3.Nurse the idea that someday, somehow, you can drink again and become a controlled drinker!

      Well, alcohol isn’t my problem, but I can see how that applies in my own programs. Some days, I want to toss out my food plan or make it so broad that I might have well tossed it out. Some days, I want to flirt and get acceptance from men to get that romantic chemical high. Some days, I want to just have someone to tell me what to do (or tell them what to do) and enmesh with them until I have to extricate myself. I want to not look at myself, whether it’s trying to fix someone else’s life as I see fit or have someone else fix my life (also as I see fit). I just want to exhale, to sit in a temporary sugar haze or romance high, or feel manically powerful or just float lazily as others do for me. In other words, I crave euphoria. Not serenity nor happiness nor peace. I crave the dizzying effects of euphoria.

4. Let the other fellow do the 12th Step work in your group. You are too busy!
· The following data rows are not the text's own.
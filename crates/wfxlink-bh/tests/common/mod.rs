#![allow(dead_code)]

use std::sync::atomic::{AtomicBool, Ordering};
use std::sync::{Arc, Mutex};
use std::thread::{self, JoinHandle};
use std::time::Duration;

use wfxlink_bh::LinkTrigger;
use wfxlink_bus::{round_up, SimChip};
use wfxlink_frame::{
    encode_message, encrypted_len, CryptoError, Envelope, Message, SecureLink, LEN_FIELD_SIZE,
    SL_BLOCK_SIZE, SL_HEADER_SIZE, SL_TAG_SIZE,
};

/// Keystream cipher with the secure-link geometry and a checksum tag.
pub struct StreamCipher {
    seed: u8,
    counter: u32,
    secure_ids: Vec<u8>,
}

impl StreamCipher {
    pub fn new(seed: u8, secure_ids: &[u8]) -> Self {
        Self {
            seed,
            counter: 0,
            secure_ids: secure_ids.to_vec(),
        }
    }

    fn keystream(&self, i: usize) -> u8 {
        self.seed.wrapping_add((i as u8).wrapping_mul(31))
    }

    fn tag(&self, ciphertext: &[u8]) -> [u8; SL_TAG_SIZE] {
        let mut tag = [0u8; SL_TAG_SIZE];
        for (i, byte) in ciphertext.iter().enumerate() {
            tag[i % SL_TAG_SIZE] ^= byte.rotate_left((i % 8) as u32);
        }
        tag[0] ^= self.seed;
        tag
    }
}

impl SecureLink for StreamCipher {
    fn requires_security(&self, id: u8) -> bool {
        self.secure_ids.contains(&id)
    }

    fn encode(&mut self, plain: &[u8]) -> Result<Vec<u8>, CryptoError> {
        let word = (self.counter & 0x3FFF_FFFF) | (0b10 << 30);
        self.counter += 1;

        let mut region = plain[LEN_FIELD_SIZE..].to_vec();
        region.resize(round_up(region.len(), SL_BLOCK_SIZE), 0);
        for (i, byte) in region.iter_mut().enumerate() {
            *byte ^= self.keystream(i);
        }

        let mut out = Vec::with_capacity(encrypted_len(plain.len()));
        out.extend_from_slice(&word.to_le_bytes());
        out.extend_from_slice(&(plain.len() as u16).to_le_bytes());
        out.extend_from_slice(&region);
        out.extend_from_slice(&self.tag(&region));
        Ok(out)
    }

    fn decode(&mut self, raw: &[u8]) -> Result<Vec<u8>, CryptoError> {
        if raw.len() < SL_HEADER_SIZE + SL_TAG_SIZE {
            return Err(CryptoError::Malformed("short envelope".to_string()));
        }
        let plain_len = u16::from_le_bytes([raw[4], raw[5]]) as usize;
        let region = &raw[SL_HEADER_SIZE..raw.len() - SL_TAG_SIZE];
        if self.tag(region) != raw[raw.len() - SL_TAG_SIZE..] {
            return Err(CryptoError::TagMismatch);
        }
        if plain_len < LEN_FIELD_SIZE || plain_len - LEN_FIELD_SIZE > region.len() {
            return Err(CryptoError::Malformed(format!("length {plain_len}")));
        }

        let mut plain = (plain_len as u16).to_le_bytes().to_vec();
        plain.extend(
            region[..plain_len - LEN_FIELD_SIZE]
                .iter()
                .enumerate()
                .map(|(i, byte)| byte ^ self.keystream(i)),
        );
        Ok(plain)
    }
}

/// Raw bytes of a cleartext chip-to-host message.
pub fn chip_message(id: u8, seq: u8, body: &[u8]) -> Vec<u8> {
    encode_message(&Envelope::new(id, body.to_vec()), seq, None)
        .expect("message should encode")
        .to_vec()
}

/// Firmware that confirms every request with an empty confirmation.
pub fn auto_confirm(chip: &SimChip) {
    let mut seq = 0u8;
    chip.set_responder(move |buf| {
        let reply = chip_message(buf[2], seq, &[]);
        seq = (seq + 1) % 8;
        vec![reply]
    });
}

/// Collects dispatched messages.
pub fn collector() -> (
    Arc<Mutex<Vec<Message>>>,
    impl FnMut(Message) + Send + 'static,
) {
    let received = Arc::new(Mutex::new(Vec::new()));
    let sink = Arc::clone(&received);
    (received, move |msg: Message| {
        sink.lock().expect("collector lock").push(msg)
    })
}

/// Forwards simulated interrupts to the link until dropped.
pub struct IrqThread {
    stop: Arc<AtomicBool>,
    thread: Option<JoinHandle<()>>,
}

impl IrqThread {
    pub fn start(chip: &SimChip, trigger: LinkTrigger) -> Self {
        let chip = chip.clone();
        let stop = Arc::new(AtomicBool::new(false));
        let flag = Arc::clone(&stop);
        let thread = thread::spawn(move || {
            while !flag.load(Ordering::Acquire) {
                if chip.wait_irq(Duration::from_millis(5)) && trigger.request_receive().is_err() {
                    break;
                }
            }
        });
        Self {
            stop,
            thread: Some(thread),
        }
    }
}

impl Drop for IrqThread {
    fn drop(&mut self) {
        self.stop.store(true, Ordering::Release);
        if let Some(thread) = self.thread.take() {
            let _ = thread.join();
        }
    }
}
use crate::codec::Envelope;
use crate::error::{FrameError, Result};
use crate::ids::{self, MULTI_TRANSMIT_CNF_ID};

/// Size of the `NumTxConfs` field leading a multi-transmit confirmation.
const NUM_TX_CONFS_SIZE: usize = 4;

/// A decoded chip-to-host message, classified by id.
#[derive(Debug, Clone, PartialEq, Eq)]
pub enum Message {
    /// Reply to one host request. Returns one credit.
    Confirmation(Envelope),
    /// Reply acknowledging several transmit requests at once.
    MultiTransmitConfirmation(MultiTxConfirmation),
    /// Unsolicited event.
    Indication(Envelope),
    /// Firmware exception or error report. Carries no sequence obligation.
    Exception(Envelope),
}

/// Confirmation covering a batch of transmit requests.
#[derive(Debug, Clone, PartialEq, Eq)]
pub struct MultiTxConfirmation {
    envelope: Envelope,
    num_tx_confs: u32,
}

impl MultiTxConfirmation {
    /// Number of transmit requests acknowledged (and credits returned).
    pub fn num_tx_confs(&self) -> u32 {
        self.num_tx_confs
    }

    /// The underlying message.
    pub fn envelope(&self) -> &Envelope {
        &self.envelope
    }
}

impl Message {
    /// Classify a decoded envelope.
    ///
    /// Fails only when a multi-transmit confirmation is too short to carry
    /// its count.
    pub fn classify(envelope: Envelope) -> Result<Self> {
        if ids::is_sequence_exempt(envelope.id) {
            return Ok(Self::Exception(envelope));
        }
        if envelope.is_indication() {
            return Ok(Self::Indication(envelope));
        }
        if envelope.id != MULTI_TRANSMIT_CNF_ID {
            return Ok(Self::Confirmation(envelope));
        }

        let body = &envelope.body;
        if body.len() < NUM_TX_CONFS_SIZE {
            return Err(FrameError::TruncatedBody {
                id: envelope.id,
                len: body.len(),
                need: NUM_TX_CONFS_SIZE,
            });
        }
        let num_tx_confs = u32::from_le_bytes([body[0], body[1], body[2], body[3]]);
        Ok(Self::MultiTransmitConfirmation(MultiTxConfirmation {
            envelope,
            num_tx_confs,
        }))
    }

    /// Borrow the underlying envelope.
    pub fn envelope(&self) -> &Envelope {
        match self {
            Self::Confirmation(env) | Self::Indication(env) | Self::Exception(env) => env,
            Self::MultiTransmitConfirmation(cnf) => &cnf.envelope,
        }
    }

    /// Take the underlying envelope.
    pub fn into_envelope(self) -> Envelope {
        match self {
            Self::Confirmation(env) | Self::Indication(env) | Self::Exception(env) => env,
            Self::MultiTransmitConfirmation(cnf) => cnf.envelope,
        }
    }

    /// Message id.
    pub fn id(&self) -> u8 {
        self.envelope().id
    }

    /// Whether this is a reply to host requests.
    pub fn is_confirmation(&self) -> bool {
        matches!(
            self,
            Self::Confirmation(_) | Self::MultiTransmitConfirmation(_)
        )
    }

    /// Whether the receive sequence check applies to this message.
    pub fn is_sequence_exempt(&self) -> bool {
        matches!(self, Self::Exception(_))
    }

    /// Credits this message returns to the host, if it is a confirmation.
    pub fn credits_returned(&self) -> Option<u32> {
        match self {
            Self::Confirmation(_) => Some(1),
            Self::MultiTransmitConfirmation(cnf) => Some(cnf.num_tx_confs()),
            Self::Indication(_) | Self::Exception(_) => None,
        }
    }
}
      I used to do a lot of service, from intergroup to opening rooms to leading meetings. It’s not that I’m too busy. I’m worried that if I volunteer, people will start volunteering me to perform service until I feel like a pack mule ready for my beating when I misstep. The most frustrating part is that it has happened, even in program. I shy away from service, now, because I resent being given all of the work and none of the responsibility to make decisions. I also hate being alone at a meeting, which happened. The suggestions to try to bring new people in was met with, well, people coming back to keep me from doing a group conscience of one because I was the only one left in the fluffybunny rooms. I sat alone for a damned hour reading literature, which actually was easier than being left to try to explain program to newcomers . . . while I was still a newcomer, myself. I suppose I can be grateful for the seemingly bad and move on. It doesn’t mean it doesn’t hurt, still, that my attempts to help were treated like attempts to control. I just wanted to make a stronger meeting, and I guess I did. It was stronger once I dropped the load and walked out the door.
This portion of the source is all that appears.